Single-Channel Selection for Detecting Steady-State Visual Evoked Potentials in a Brain-Computer Interface Speller

Farzad Saffari; Ali Khadem

doi:10.18502/fbt.v8i3.7109

Farzad Saffari Department of Biomedical Engineering, Faculty of Electrical Engineering, K. N. Toosi University of Technology, Tehran, Iran
Ali Khadem Department of Biomedical Engineering, Faculty of Electrical Engineering, K. N. Toosi University of Technology, Tehran, Iran

DOI: https://doi.org/10.18502/fbt.v8i3.7109

Keywords: Brain-Computer Interface Speller; Steady-State Visual Evoked Potential; Deep Learning; Convolutional Neural Networks; Single-Channel Electroencephalogram

Abstract

Purpose: Brain-Computer Interface (BCI) provides a secondary communication pathway for patients with neuromuscular diseases such as amyotrophic lateral sclerosis (ALS) or brainstem stroke in which they are almost incapacitated to move or talk. BCI enacts neural oscillations to generate a command signal for machines to operate desired tasks instead of patients. Steady-State Visual Evoked Potential (SSVEP) is the brain response to a visual stimulus, with the same frequency as its eliciting signal (or its harmonics), that has been widely used in BCI environments. In order to provide a more convenient situation for BCI users, we aim to find the best single-channel EEG, which results in the highest accuracy for detecting SSVEP.

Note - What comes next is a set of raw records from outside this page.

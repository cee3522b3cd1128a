use crate::{BusInfo, CanBus, CanDriver, CanFrame, Result, TransportError};
use std::collections::VecDeque;
use std::sync::{Arc, Condvar, Mutex, MutexGuard};
use std::time::{Duration, Instant};

/// A scriptable in-process adapter backend.
///
/// Clones share state, so a test can keep one clone to script discovery, inject frames and
/// inspect what the bridge sent while the bridge owns another.
#[derive(Clone, Default)]
pub struct MockDriver {
    state: Arc<MockState>,
}

#[derive(Default)]
struct MockState {
    inner: Mutex<MockInner>,
    rx_ready: Condvar,
}

#[derive(Default)]
struct MockInner {
    adapters: usize,
    scan_script: VecDeque<usize>,
    scans: usize,
    opens: usize,
    stops: usize,
    accepted_bitrates: Option<Vec<u32>>,
    bitrate: Option<u32>,
    started: bool,
    failing_starts: usize,
    failing_bitrates: usize,
    loopback: bool,
    rx: VecDeque<CanFrame>,
    tx: Vec<CanFrame>,
    recv_error: Option<String>,
    send_error: Option<String>,
}

impl MockDriver {
    /// One adapter named `mock0`, accepting any bitrate.
    pub fn new() -> Self {
        Self::with_adapters(1)
    }

    pub fn with_adapters(adapters: usize) -> Self {
        let driver = Self::default();
        driver.lock().adapters = adapters;
        driver
    }

    fn lock(&self) -> MutexGuard<'_, MockInner> {
        lock_state(&self.state)
    }

    /// Adapter counts reported by the next scans, in order. Once exhausted, scans report the
    /// count given at construction.
    pub fn script_scans(&self, counts: impl IntoIterator<Item = usize>) {
        self.lock().scan_script.extend(counts);
    }

    /// Restrict the bitrates the adapter accepts.
    pub fn accept_bitrates(&self, rates: &[u32]) {
        self.lock().accepted_bitrates = Some(rates.to_vec());
    }

    /// Echo every sent frame back as a received frame.
    pub fn set_loopback(&self, on: bool) {
        self.lock().loopback = on;
    }

    /// Make the next `n` start attempts fail.
    pub fn fail_starts(&self, n: usize) {
        self.lock().failing_starts = n;
    }

    /// Make the next `n` bitrate writes fail with an I/O error, as an unplugged adapter would.
    pub fn fail_bitrate_writes(&self, n: usize) {
        self.lock().failing_bitrates = n;
    }

    /// Make the next receive fail with an I/O error.
    pub fn fail_next_recv(&self, msg: &str) {
        self.lock().recv_error = Some(msg.to_string());
        self.state.rx_ready.notify_all();
    }

    /// Make sends fail until cleared with `None`.
    pub fn fail_sends(&self, msg: Option<&str>) {
        self.lock().send_error = msg.map(str::to_string);
    }

    /// Queue a frame for the adapter to receive.
    pub fn inject(&self, frame: CanFrame) {
        self.lock().rx.push_back(frame);
        self.state.rx_ready.notify_all();
    }

    pub fn sent_frames(&self) -> Vec<CanFrame> {
        self.lock().tx.clone()
    }

    pub fn scan_count(&self) -> usize {
        self.lock().scans
    }

    pub fn open_count(&self) -> usize {
        self.lock().opens
    }

    pub fn stop_count(&self) -> usize {
        self.lock().stops
    }

    pub fn is_started(&self) -> bool {
        self.lock().started
    }

    pub fn bitrate(&self) -> Option<u32> {
        self.lock().bitrate
    }
}

fn lock_state(state: &MockState) -> MutexGuard<'_, MockInner> {
    // The mock never panics while holding the lock; recover the data either way.
    state
        .inner
        .lock()
        .unwrap_or_else(|poisoned| poisoned.into_inner())
}

impl CanDriver for MockDriver {
    fn name(&self) -> &str {
        "mock"
    }

    fn scan(&self) -> Result<Vec<BusInfo>> {
        let mut inner = self.lock();
        inner.scans += 1;
        let count = match inner.scan_script.pop_front() {
            Some(n) => n,
            None => inner.adapters,
        };
        Ok((0..count)
            .map(|i| BusInfo {
                name: format!("mock{i}"),
                driver: "mock".to_string(),
            })
            .collect())
    }

    fn open(&self, info: &BusInfo) -> Result<Box<dyn CanBus>> {
        self.lock().opens += 1;
        Ok(Box::new(MockBus {
            name: info.name.clone(),
            state: Arc::clone(&self.state),
        }))
    }
}

/// An opened mock adapter. Every bus opened from one driver shares its state.
pub struct MockBus {
    name: String,
    state: Arc<MockState>,
}

impl CanBus for MockBus {
    fn set_bitrate(&mut self, bitrate: u32) -> Result<()> {
        let mut inner = lock_state(&self.state);
        if inner.failing_bitrates > 0 {
            inner.failing_bitrates -= 1;
            return Err(TransportError::Io(format!("{}: write failed", self.name)));
        }
        if let Some(rates) = &inner.accepted_bitrates {
            if !rates.contains(&bitrate) {
                return Err(TransportError::BitrateRejected(bitrate));
            }
        }
        inner.bitrate = Some(bitrate);
        Ok(())
    }

    fn start(&mut self) -> Result<()> {
        let mut inner = lock_state(&self.state);
        if inner.failing_starts > 0 {
            inner.failing_starts -= 1;
            return Err(TransportError::Io(format!("{}: start refused", self.name)));
        }
        inner.started = true;
        Ok(())
    }

    fn recv(&mut self, timeout_ms: Option<u64>) -> Result<CanFrame> {
        let deadline = timeout_ms.map(|ms| Instant::now() + Duration::from_millis(ms));
        let mut inner = lock_state(&self.state);
        loop {
            if !inner.started {
                return Err(TransportError::NotStarted);
            }
            if let Some(msg) = inner.recv_error.take() {
                return Err(TransportError::Io(msg));
            }
            if let Some(frame) = inner.rx.pop_front() {
                return Ok(frame.stamped_now());
            }
            let wait = match deadline {
                Some(d) => match d.checked_duration_since(Instant::now()) {
                    Some(left) if !left.is_zero() => left,
                    _ => return Err(TransportError::Timeout),
                },
                None => Duration::from_millis(100),
            };
            inner = match self.state.rx_ready.wait_timeout(inner, wait) {
                Ok((guard, _)) => guard,
                Err(poisoned) => poisoned.into_inner().0,
            };
        }
    }

    fn send(&mut self, frame: &CanFrame) -> Result<()> {
        let mut inner = lock_state(&self.state);
        if !inner.started {
            return Err(TransportError::NotStarted);
        }
        if let Some(msg) = &inner.send_error {
            return Err(TransportError::Io(msg.clone()));
        }
        inner.tx.push(frame.clone());
        if inner.loopback {
            inner.rx.push_back(frame.clone());
            self.state.rx_ready.notify_all();
        }
        Ok(())
    }

    fn stop(&mut self) -> Result<()> {
        let mut inner = lock_state(&self.state);
        if inner.started {
            inner.started = false;
            inner.stops += 1;
        }
        Ok(())
    }
}

#[cfg(test)]
mod tests {
    use super::*;
    use crate::CanId;

    fn frame(id: u16, data: &[u8]) -> CanFrame {
        CanFrame::new(CanId::standard(id).unwrap(), data).unwrap()
    }

    #[test]
    fn test_scripted_scans_fall_back_to_default() {
        let driver = MockDriver::new();
        driver.script_scans([0, 2]);
        assert_eq!(driver.scan().unwrap().len(), 0);
        assert_eq!(driver.scan().unwrap().len(), 2);
        assert_eq!(driver.scan().unwrap().len(), 1);
        assert_eq!(driver.scan_count(), 3);
    }

    #[test]
    fn test_recv_times_out_without_frames() {
        let driver = MockDriver::new();
        let info = driver.scan().unwrap().remove(0);
        let mut bus = driver.open(&info).unwrap();
        bus.start().unwrap();
        let err = bus.recv(Some(10)).unwrap_err();
        assert!(err.is_timeout());
    }

    #[test]
    fn test_loopback_echoes_sent_frames() {
        let driver = MockDriver::new();
        driver.set_loopback(true);
        let info = driver.scan().unwrap().remove(0);
        let mut bus = driver.open(&info).unwrap();
        bus.start().unwrap();
        bus.send(&frame(0x123, &[1, 2])).unwrap();
        let got = bus.recv(Some(10)).unwrap();
        assert_eq!(got.payload(), &[1, 2]);
        assert!(got.timestamp.is_some());
        assert_eq!(driver.sent_frames().len(), 1);
    }

    #[test]
    fn test_bitrate_rejection() {
        let driver = MockDriver::new();
        driver.accept_bitrates(&[500_000]);
        let info = driver.scan().unwrap().remove(0);
        let mut bus = driver.open(&info).unwrap();
        assert!(matches!(
            bus.set_bitrate(250_000),
            Err(TransportError::BitrateRejected(250_000))
        ));
        assert!(bus.set_bitrate(500_000).is_ok());
    }

    #[test]
    fn test_stop_is_idempotent() {
        let driver = MockDriver::new();
        let info = driver.scan().unwrap().remove(0);
        let mut bus = driver.open(&info).unwrap();
        bus.start().unwrap();
        bus.stop().unwrap();
        bus.stop().unwrap();
        assert_eq!(driver.stop_count(), 1);
        assert!(matches!(bus.recv(Some(1)), Err(TransportError::NotStarted)));
    }
}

Materials and Methods: We developed a Deep Convolutional Neural Network with single-channel EEG as input to classify a 40-class SSVEP; each class represents a stimulus, which has been acquired from 35 subjects. We used 3.5 s windows of the data (Trials of 3.5 seconds length for each class) to train our model and leave-one-subject-out cross-validation for the testing.

Results: The proposed method resulted in the average classification accuracy of 74.30%±20.85 and Information Transfer Rate (ITR) of 57.51 bpm which outperforms the previous single-channel SSVEP BCIs in terms of ITR. Also, the O1 channel achieved the best performance criteria among the channels in the occipital and parietal lobes, which seems reasonable according to previous researches for finding the location of neurons, responsible for visual tasks in the brain.

Conclusion: In this study, we dedicated our efforts to reduce the number of EEG channels to a single channel while proposing a deep learning strategy for an SSVEP-based BCI speller to make it more feasible for patients whose lives are dependent on such systems. The overall results, although not ideal, open a new promising window toward a feasible BCI system.